(Saved entries)
_ _ _ _ _

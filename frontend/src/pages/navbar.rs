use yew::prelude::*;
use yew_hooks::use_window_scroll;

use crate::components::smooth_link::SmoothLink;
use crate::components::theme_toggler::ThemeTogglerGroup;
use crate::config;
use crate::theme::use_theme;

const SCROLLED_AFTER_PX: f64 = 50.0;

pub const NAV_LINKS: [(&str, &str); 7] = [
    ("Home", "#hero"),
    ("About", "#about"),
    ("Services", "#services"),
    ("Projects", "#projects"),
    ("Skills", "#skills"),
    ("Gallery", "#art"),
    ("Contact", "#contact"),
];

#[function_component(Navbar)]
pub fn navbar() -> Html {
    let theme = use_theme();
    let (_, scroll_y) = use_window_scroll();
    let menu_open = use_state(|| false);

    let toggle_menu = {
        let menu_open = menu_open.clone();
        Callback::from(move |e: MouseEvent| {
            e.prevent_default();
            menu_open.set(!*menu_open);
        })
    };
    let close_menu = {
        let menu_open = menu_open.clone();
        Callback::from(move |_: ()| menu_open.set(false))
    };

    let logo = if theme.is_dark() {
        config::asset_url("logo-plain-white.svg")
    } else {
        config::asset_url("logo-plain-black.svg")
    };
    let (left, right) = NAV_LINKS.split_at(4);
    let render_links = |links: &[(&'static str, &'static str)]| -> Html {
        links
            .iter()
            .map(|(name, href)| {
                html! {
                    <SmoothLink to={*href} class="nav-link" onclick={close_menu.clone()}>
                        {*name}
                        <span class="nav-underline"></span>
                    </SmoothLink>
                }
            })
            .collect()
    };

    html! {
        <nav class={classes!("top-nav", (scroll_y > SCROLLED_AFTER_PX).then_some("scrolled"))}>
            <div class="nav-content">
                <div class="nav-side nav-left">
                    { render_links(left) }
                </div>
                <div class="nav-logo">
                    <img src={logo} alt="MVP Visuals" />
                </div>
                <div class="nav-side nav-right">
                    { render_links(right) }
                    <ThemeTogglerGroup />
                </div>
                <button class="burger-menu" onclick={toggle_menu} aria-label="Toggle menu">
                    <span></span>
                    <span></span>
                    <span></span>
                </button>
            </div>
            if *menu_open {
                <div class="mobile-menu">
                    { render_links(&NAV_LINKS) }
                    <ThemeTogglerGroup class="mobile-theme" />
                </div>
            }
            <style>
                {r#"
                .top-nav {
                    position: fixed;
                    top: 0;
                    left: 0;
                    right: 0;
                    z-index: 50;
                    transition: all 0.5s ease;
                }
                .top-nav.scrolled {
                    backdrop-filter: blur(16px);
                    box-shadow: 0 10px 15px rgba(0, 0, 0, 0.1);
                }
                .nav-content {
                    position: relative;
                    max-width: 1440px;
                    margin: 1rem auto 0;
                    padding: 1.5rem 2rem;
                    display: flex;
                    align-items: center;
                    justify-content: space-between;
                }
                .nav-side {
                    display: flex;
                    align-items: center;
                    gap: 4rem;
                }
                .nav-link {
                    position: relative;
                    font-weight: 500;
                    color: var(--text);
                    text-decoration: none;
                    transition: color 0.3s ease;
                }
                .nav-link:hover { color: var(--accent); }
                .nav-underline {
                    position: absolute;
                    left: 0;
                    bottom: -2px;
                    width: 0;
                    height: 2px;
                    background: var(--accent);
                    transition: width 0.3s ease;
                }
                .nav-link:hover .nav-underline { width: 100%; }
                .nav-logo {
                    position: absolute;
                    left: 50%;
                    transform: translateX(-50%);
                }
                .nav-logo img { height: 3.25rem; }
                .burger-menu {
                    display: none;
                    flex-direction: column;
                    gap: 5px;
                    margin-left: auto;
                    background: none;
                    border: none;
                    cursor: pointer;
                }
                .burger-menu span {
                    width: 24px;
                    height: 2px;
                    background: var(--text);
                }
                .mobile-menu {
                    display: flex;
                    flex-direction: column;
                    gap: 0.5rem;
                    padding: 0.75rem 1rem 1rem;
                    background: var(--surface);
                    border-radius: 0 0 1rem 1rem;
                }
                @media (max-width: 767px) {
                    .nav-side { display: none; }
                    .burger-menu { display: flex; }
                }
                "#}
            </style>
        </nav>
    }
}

_ _ _ _ _

Task directions. Where in the entries does the word "href" occur? Copy out each line that has it.

Output.
            .map(|(name, href)| {
                    <SmoothLink to={*href} class="nav-link" onclick={close_menu.clone()}>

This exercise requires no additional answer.